On appeal from the New Jersey Department of Corrections.
NOT FOR PUBLICATION WITHOUT THE APPROVAL OF THE APPELLATE DIVISION
Submitted August 10, 2010
Before Judges Lihotz and Baxter.
This is an appeal from a June 26, 2009 final agency decision of the New Jersey Department of Corrections (DOC), in which DOC imposed disciplinary sanctions upon Garrick Kirk, then an inmate at South Woods State Prison,*fn1 for committing an act prohibited by N.J.A.C. 10A:4-4.1. In particular, on June 25, 2009, the hearing officer found Kirk guilty of *.203, possession of any prohibited substance such as a drug or intoxicant not prescribed for the inmate by medical or dental staff.
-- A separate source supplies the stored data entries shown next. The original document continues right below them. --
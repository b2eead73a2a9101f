//! Periodic eviction of expired local entries.

use super::memory::LocalState;
use crate::error::Result;
use std::sync::Arc;
use std::time::Duration;
use tokio::sync::watch;
use tokio::task::JoinHandle;
use tokio::time::{self, MissedTickBehavior};
use tracing::{debug, warn};

#[derive(Debug, Clone, Copy, Default, PartialEq, Eq)]
pub struct SweepStats {
    pub counters: usize,
    pub windows: usize,
}

impl SweepStats {
    pub fn total(&self) -> usize {
        self.counters + self.windows
    }
}

/// Removes counters past their expiry and windows with no timestamp left
/// inside their own horizon. Live entries are never touched, so a request
/// racing a sweep sees either the entry or a lazily recreated one.
pub(super) fn sweep(state: &LocalState) -> Result<SweepStats> {
    let now = state.clock.now_ms();

    let counters = {
        let mut counters = state.counters_mut()?;
        let before = counters.len();
        counters.retain(|_, counter| now < counter.expires_at_ms);
        before - counters.len()
    };

    let windows = {
        let mut windows = state.windows_mut()?;
        let before = windows.len();
        windows.retain(|_, window| {
            window.prune(now);
            !window.timestamps.is_empty()
        });
        before - windows.len()
    };

    Ok(SweepStats { counters, windows })
}

/// Background sweep task owned by a [`LocalStore`](super::LocalStore).
pub struct Janitor {
    shutdown: watch::Sender<bool>,
    handle: JoinHandle<()>,
}

impl Janitor {
    pub(super) fn spawn(state: Arc<LocalState>, every: Duration) -> Self {
        let (shutdown, mut stop) = watch::channel(false);

        let handle = tokio::spawn(async move {
            let mut ticker = time::interval(every);
            ticker.set_missed_tick_behavior(MissedTickBehavior::Delay);
            // interval() fires immediately; skip that first tick.
            ticker.tick().await;

            loop {
                tokio::select! {
                    _ = ticker.tick() => match sweep(&state) {
                        Ok(stats) => debug!(
                            counters = stats.counters,
                            windows = stats.windows,
                            "janitor sweep completed"
                        ),
                        Err(e) => warn!(error = %e, "janitor sweep failed"),
                    },
                    changed = stop.changed() => {
                        if changed.is_err() || *stop.borrow() {
                            break;
                        }
                    }
                }
            }

            debug!("janitor stopped");
        });

        debug!(interval_ms = every.as_millis() as u64, "janitor started");
        Self { shutdown, handle }
    }

    /// Signals the task and waits for it to exit.
    pub async fn stop(self) {
        let _ = self.shutdown.send(true);
        if let Err(e) = self.handle.await {
            if !e.is_cancelled() {
                warn!(error = %e, "janitor task ended abnormally");
            }
        }
    }

    pub(super) fn abort(self) {
        self.handle.abort();
    }
}
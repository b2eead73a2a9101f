use crate::config::StoreMode;
use crate::error::{QuotaError, Result};

/// Validates service configuration for consistency and correctness
pub struct ConfigValidator;

impl ConfigValidator {
    /// Validates a Redis URL
    pub fn validate_redis_url(url: &str) -> Result<()> {
        if url.is_empty() {
            return Err(QuotaError::Configuration(
                "Redis URL cannot be empty".to_string(),
            ));
        }

        if !url.starts_with("redis://") && !url.starts_with("rediss://") {
            return Err(QuotaError::Configuration(
                "Redis URL must start with 'redis://' or 'rediss://'".to_string(),
            ));
        }

        Ok(())
    }

    /// Redis-backed modes need a usable URL
    pub fn validate_store(mode: StoreMode, redis_url: Option<&str>) -> Result<()> {
        match (mode, redis_url) {
            (StoreMode::Memory, _) => Ok(()),
            (_, Some(url)) => Self::validate_redis_url(url),
            (_, None) => Err(QuotaError::Configuration(
                "REDIS_URL is required for redis and failover store modes".to_string(),
            )),
        }
    }

    pub fn validate_positive(name: &str, value: u64) -> Result<()> {
        if value == 0 {
            return Err(QuotaError::Configuration(format!(
                "{} must be greater than 0",
                name
            )));
        }
        Ok(())
    }

    /// Validates the store key namespace
    pub fn validate_key_prefix(prefix: &str) -> Result<()> {
        if prefix.is_empty() {
            return Err(QuotaError::Configuration(
                "Key prefix cannot be empty".to_string(),
            ));
        }

        if !prefix
            .chars()
            .all(|c| c.is_ascii_alphanumeric() || c == '-' || c == '_' || c == ':')
        {
            return Err(QuotaError::Configuration(
                "Key prefix can only contain alphanumeric characters, hyphens, underscores and colons"
                    .to_string(),
            ));
        }

        Ok(())
    }
}

#[cfg(test)]
mod tests {
    use super::*;

    #[test]
    fn test_valid_redis_url() {
        assert!(ConfigValidator::validate_redis_url("redis://localhost:6379").is_ok());
        assert!(ConfigValidator::validate_redis_url("rediss://localhost:6379").is_ok());
    }

    #[test]
    fn test_invalid_redis_url() {
        assert!(ConfigValidator::validate_redis_url("").is_err());
        assert!(ConfigValidator::validate_redis_url("http://localhost:6379").is_err());
    }

    #[test]
    fn test_store_mode_requirements() {
        assert!(ConfigValidator::validate_store(StoreMode::Memory, None).is_ok());
        assert!(ConfigValidator::validate_store(StoreMode::Redis, None).is_err());
        assert!(
            ConfigValidator::validate_store(StoreMode::Failover, Some("redis://cache:6379")).is_ok()
        );
        assert!(
            ConfigValidator::validate_store(StoreMode::Failover, Some("tcp://cache:6379")).is_err()
        );
    }

    #[test]
    fn test_positive_values() {
        assert!(ConfigValidator::validate_positive("X", 1).is_ok());
        assert!(ConfigValidator::validate_positive("X", 0).is_err());
    }

    #[test]
    fn test_key_prefix() {
        assert!(ConfigValidator::validate_key_prefix("quotaguard").is_ok());
        assert!(ConfigValidator::validate_key_prefix("").is_err());
        assert!(ConfigValidator::validate_key_prefix("bad prefix").is_err());
    }
}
The hearing officer imposed a sanction of fifteen days detention, 365 days loss of commutation credits, 365 days loss of administrative segregation, permanent loss of contact visits and confiscation of the contraband.
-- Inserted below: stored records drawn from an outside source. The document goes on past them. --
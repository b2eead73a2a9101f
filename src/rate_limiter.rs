use crate::clock::{ceil_secs, Clock, DAY_MS, MINUTE_MS};
use crate::decision::{BackendFailurePolicy, RateDecision, RateWindowKind, RejectReason};
use crate::error::Result;
use crate::policy::LimitPolicy;
use crate::scope::{KeySpace, ScopeKey};
use crate::store::{CounterStore, WindowAdmission, WindowCheck};
use std::sync::Arc;
use tracing::{debug, warn};

/// Per-minute and per-day trailing-window throttle for API-key callers.
///
/// The minute window is evaluated first. A request rejected by either
/// window leaves both untouched; an admitted request is recorded in both.
#[derive(Clone)]
pub struct SlidingWindowLimiter {
    store: Arc<dyn CounterStore>,
    clock: Arc<dyn Clock>,
    keys: KeySpace,
    on_backend_error: BackendFailurePolicy,
}

impl SlidingWindowLimiter {
    pub fn new(
        store: Arc<dyn CounterStore>,
        clock: Arc<dyn Clock>,
        keys: KeySpace,
        on_backend_error: BackendFailurePolicy,
    ) -> Self {
        Self {
            store,
            clock,
            keys,
            on_backend_error,
        }
    }

    pub fn on_backend_error(&self) -> BackendFailurePolicy {
        self.on_backend_error
    }

    pub async fn check(&self, scope: &ScopeKey, policy: &LimitPolicy) -> Result<RateDecision> {
        let now = self.clock.now_ms();
        let windows = [
            (RateWindowKind::Minute, MINUTE_MS, policy.per_minute),
            (RateWindowKind::Day, DAY_MS, policy.per_day),
        ];
        let checks = [
            WindowCheck {
                key: self.keys.rate_minute(scope),
                window_ms: MINUTE_MS,
                limit: policy.per_minute,
            },
            WindowCheck {
                key: self.keys.rate_day(scope),
                window_ms: DAY_MS,
                limit: policy.per_day,
            },
        ];

        match self.store.admit_event(&checks, now).await {
            Ok(WindowAdmission::Admitted { counts }) => {
                let minute_count = counts.first().copied().unwrap_or(1);
                Ok(RateDecision {
                    allowed: true,
                    limit: policy.per_minute,
                    remaining: policy.per_minute.saturating_sub(minute_count),
                    reset_at: ceil_secs(now + MINUTE_MS),
                    retry_after: None,
                    window: None,
                    reason: None,
                    degraded: false,
                })
            }
            Ok(WindowAdmission::Rejected {
                window,
                count,
                oldest_ms,
            }) => {
                let (kind, window_ms, limit) =
                    windows.get(window).copied().unwrap_or(windows[0]);
                let reset_at_ms = oldest_ms + window_ms;
                debug!(scope = %scope, window = ?kind, count, limit, "rate limit exceeded");

                Ok(RateDecision {
                    allowed: false,
                    limit,
                    remaining: 0,
                    reset_at: ceil_secs(reset_at_ms),
                    retry_after: Some(ceil_secs(reset_at_ms.saturating_sub(now)).max(1)),
                    window: Some(kind),
                    reason: Some(RejectReason::RateLimited),
                    degraded: false,
                })
            }
            Err(e) if e.is_backend_unavailable() => {
                warn!(
                    scope = %scope,
                    policy = self.on_backend_error.as_str(),
                    error = %e,
                    "rate limit backend unavailable, applying failure policy"
                );
                let allowed = self.on_backend_error == BackendFailurePolicy::Open;
                Ok(RateDecision {
                    allowed,
                    limit: policy.per_minute,
                    remaining: if allowed { policy.per_minute } else { 0 },
                    reset_at: ceil_secs(now + MINUTE_MS),
                    retry_after: (!allowed).then_some(MINUTE_MS / 1000),
                    window: None,
                    reason: (!allowed).then_some(RejectReason::BackendUnavailable),
                    degraded: true,
                })
            }
            Err(e) => Err(e),
        }
    }
}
On appeal, Kirk maintains that the finding of guilt must be reversed because: 1) it was not based upon substantial and credible evidence in the record; 2) he was denied due process when the hearing officer denied his request for confrontation and cross-examination of witnesses and failed to document his request for same; and 3) his due process and confrontation rights were violated by the withholding of information relating to a confidential informant. We reject those contentions and affirm.
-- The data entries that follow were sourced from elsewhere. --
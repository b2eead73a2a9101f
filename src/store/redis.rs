use super::scripts::Scripts;
use super::{CounterDecision, CounterStore, WindowAdmission, WindowCheck};
use crate::error::{QuotaError, Result};
use async_trait::async_trait;
use redis::aio::MultiplexedConnection;
use redis::{Client, RedisResult};
use std::future::Future;
use std::time::Duration;
use tokio::sync::Mutex;
use tokio::time;
use tracing::{debug, info};
use uuid::Uuid;

/// Redis-backed counter store.
///
/// The connection is opened lazily and dropped after I/O failures so the
/// next call reconnects. Every command is bounded by `command_timeout`;
/// failures of any kind surface as [`QuotaError::BackendUnavailable`].
pub struct RedisStore {
    client: Client,
    connection: Mutex<Option<MultiplexedConnection>>,
    command_timeout: Duration,
    scripts: Scripts,
}

impl RedisStore {
    pub fn new(redis_url: &str, command_timeout: Duration) -> Result<Self> {
        let client = Client::open(redis_url).map_err(|e| {
            QuotaError::Configuration(format!("Failed to create Redis client: {}", e))
        })?;

        Ok(Self {
            client,
            connection: Mutex::new(None),
            command_timeout,
            scripts: Scripts::load(),
        })
    }

    async fn connection(&self) -> Result<MultiplexedConnection> {
        let mut guard = self.connection.lock().await;
        if let Some(conn) = guard.as_ref() {
            return Ok(conn.clone());
        }

        let conn = time::timeout(
            self.command_timeout,
            self.client.get_multiplexed_tokio_connection(),
        )
        .await
        .map_err(|_| QuotaError::BackendUnavailable("Timed out connecting to Redis".into()))??;

        info!("Connected to Redis counter store");
        *guard = Some(conn.clone());
        Ok(conn)
    }

    async fn reset_connection(&self) {
        if self.connection.lock().await.take().is_some() {
            debug!("Dropped Redis connection after failure");
        }
    }

    async fn run<T, F>(&self, op: &'static str, fut: F) -> Result<T>
    where
        F: Future<Output = RedisResult<T>>,
    {
        match time::timeout(self.command_timeout, fut).await {
            Ok(Ok(value)) => Ok(value),
            Ok(Err(e)) => {
                if e.is_io_error() || e.is_connection_dropped() || e.is_connection_refusal() {
                    self.reset_connection().await;
                }
                Err(QuotaError::BackendUnavailable(format!("{} failed: {}", op, e)))
            }
            Err(_) => {
                self.reset_connection().await;
                Err(QuotaError::BackendUnavailable(format!(
                    "{} timed out after {:?}",
                    op, self.command_timeout
                )))
            }
        }
    }
}

#[async_trait]
impl CounterStore for RedisStore {
    fn name(&self) -> &'static str {
        "redis"
    }

    async fn open(&self) -> Result<()> {
        self.connection().await.map(|_| ())
    }

    async fn close(&self) {
        self.connection.lock().await.take();
    }

    async fn check_and_increment(
        &self,
        key: &str,
        limit: u64,
        ttl: Duration,
    ) -> Result<CounterDecision> {
        let mut conn = self.connection().await?;
        let mut invocation = self.scripts.check_and_increment.key(key);
        invocation.arg(limit).arg(ttl.as_millis().max(1) as u64);

        let reply: Vec<i64> = self
            .run("check_and_increment", invocation.invoke_async(&mut conn))
            .await?;

        match reply.as_slice() {
            [allowed, count] => Ok(CounterDecision {
                allowed: *allowed == 1,
                count: (*count).max(0) as u64,
            }),
            other => Err(QuotaError::Internal(format!(
                "Unexpected check_and_increment reply: {:?}",
                other
            ))),
        }
    }

    async fn record_event(&self, key: &str, now_ms: u64, window: Duration) -> Result<u64> {
        let mut conn = self.connection().await?;
        let mut invocation = self.scripts.record_event.key(key);
        invocation
            .arg(now_ms)
            .arg(window.as_millis().max(1) as u64)
            .arg(format!("{}-{}", now_ms, Uuid::new_v4()));

        self.run("record_event", invocation.invoke_async(&mut conn))
            .await
    }

    async fn admit_event(&self, checks: &[WindowCheck], now_ms: u64) -> Result<WindowAdmission> {
        let mut conn = self.connection().await?;
        let mut invocation = self.scripts.admit_event.prepare_invoke();
        invocation
            .arg(now_ms)
            .arg(format!("{}-{}", now_ms, Uuid::new_v4()));
        for check in checks {
            invocation
                .key(&check.key)
                .arg(check.window_ms.max(1))
                .arg(check.limit);
        }

        let reply: Vec<i64> = self
            .run("admit_event", invocation.invoke_async(&mut conn))
            .await?;

        match reply.as_slice() {
            [1, 0, counts @ ..] if counts.len() == checks.len() => Ok(WindowAdmission::Admitted {
                counts: counts.iter().map(|c| (*c).max(0) as u64).collect(),
            }),
            [0, window, count, oldest_ms] => Ok(WindowAdmission::Rejected {
                window: (*window).max(0) as usize,
                count: (*count).max(0) as u64,
                oldest_ms: (*oldest_ms).max(0) as u64,
            }),
            other => Err(QuotaError::Internal(format!(
                "Unexpected admit_event reply: {:?}",
                other
            ))),
        }
    }

    async fn count_events(&self, key: &str, now_ms: u64, window: Duration) -> Result<u64> {
        let mut conn = self.connection().await?;
        let cutoff = now_ms as i64 - window.as_millis() as i64;
        self.run(
            "count_events",
            redis::cmd("ZCOUNT")
                .arg(key)
                .arg(format!("({}", cutoff))
                .arg("+inf")
                .query_async(&mut conn),
        )
        .await
    }

    async fn peek(&self, key: &str) -> Result<u64> {
        let mut conn = self.connection().await?;
        let count: Option<u64> = self
            .run("peek", redis::cmd("GET").arg(key).query_async(&mut conn))
            .await?;
        Ok(count.unwrap_or(0))
    }

    async fn ping(&self) -> Result<()> {
        let mut conn = self.connection().await?;
        let _: String = self
            .run("ping", redis::cmd("PING").query_async(&mut conn))
            .await?;
        Ok(())
    }
}

#[cfg(test)]
mod tests {
    use super::*;

    async fn get_test_store() -> Option<RedisStore> {
        let url =
            std::env::var("REDIS_URL").unwrap_or_else(|_| "redis://127.0.0.1:6379".to_string());
        let store = RedisStore::new(&url, Duration::from_millis(500)).ok()?;
        store.open().await.ok()?;
        Some(store)
    }

    fn unique(prefix: &str) -> String {
        format!("quotaguard-test:{}:{}", prefix, Uuid::new_v4())
    }

    #[tokio::test]
    async fn test_invalid_url_is_configuration_error() {
        let err = RedisStore::new("not a url", Duration::from_millis(100))
            .err()
            .unwrap();
        assert!(matches!(err, QuotaError::Configuration(_)));
    }

    #[tokio::test]
    async fn test_unreachable_server_is_backend_unavailable() {
        // Port 1 is never a Redis server.
        let store = RedisStore::new("redis://127.0.0.1:1", Duration::from_millis(200)).unwrap();
        let err = store
            .check_and_increment("k", 1, Duration::from_secs(1))
            .await
            .unwrap_err();
        assert!(err.is_backend_unavailable());
    }

    #[tokio::test]
    async fn test_redis_check_and_increment() {
        let Some(store) = get_test_store().await else {
            return;
        };
        let key = unique("counter");

        for expected in 1..=2 {
            let decision = store
                .check_and_increment(&key, 2, Duration::from_secs(5))
                .await
                .unwrap();
            assert!(decision.allowed);
            assert_eq!(decision.count, expected);
        }

        let decision = store
            .check_and_increment(&key, 2, Duration::from_secs(5))
            .await
            .unwrap();
        assert!(!decision.allowed);
        assert_eq!(store.peek(&key).await.unwrap(), 2);
    }

    #[tokio::test]
    async fn test_redis_admit_event_is_all_or_nothing() {
        let Some(store) = get_test_store().await else {
            return;
        };
        let minute = unique("minute");
        let day = unique("day");
        let checks = vec![
            WindowCheck::new(minute.clone(), Duration::from_secs(60), 1),
            WindowCheck::new(day.clone(), Duration::from_secs(86_400), 5),
        ];

        assert_eq!(
            store.admit_event(&checks, 1_000).await.unwrap(),
            WindowAdmission::Admitted { counts: vec![1, 1] }
        );
        assert_eq!(
            store.admit_event(&checks, 2_000).await.unwrap(),
            WindowAdmission::Rejected { window: 0, count: 1, oldest_ms: 1_000 }
        );
        assert_eq!(
            store.record_event(&day, 3_000, Duration::from_secs(86_400)).await.unwrap(),
            2
        );
    }
}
On June 16, 2009, acting upon a confidential tip from an inmate, who alleged that Kirk was in possession of a prohibited cellular telephone, Sergeant McKishen placed Kirk in restraints and escorted him to holding cell 1005. The holding cell is described by DOC as a "dry cell," because it has no bed, sink or toilet. A "dry cell" is used when an inmate is under suspicion for having ingested or hidden contraband in his body. Kirk was placed in the Body Orifice Scanning System (BOSS) chair, which emitted a positive signal for a metallic foreign object. Further medical testing ultimately revealed that the BOSS chair was detecting not a concealed cell phone, but instead surgical pins that had earlier been inserted in Kirk's hip.
Prior to Kirk's placement in holding cell 1005, Officer Spindler searched the cell and found it to be clear of any contraband. When Kirk was removed from cell 1005, Senior Corrections Officer McCoy searched the cell and found three latex balloons containing a green leafy substance, which tested positive for marijuana.
Immediately after the marijuana was confiscated, Kirk was ordered to provide a urine sample. When the urine sample tested positive for the presence of THC, the active ingredient in marijuana, DOC charged Kirk with possession of a prohibited substance, *.203.
Although the hearing began on June 19, 2009, it was adjourned on three occasions, first because Kirk was on close watch in a dry cell, and later to allow the hearing officer to obtain seizure of evidence reports and to determine why Kirk had been placed in a dry cell. On June 25, the hearing was concluded.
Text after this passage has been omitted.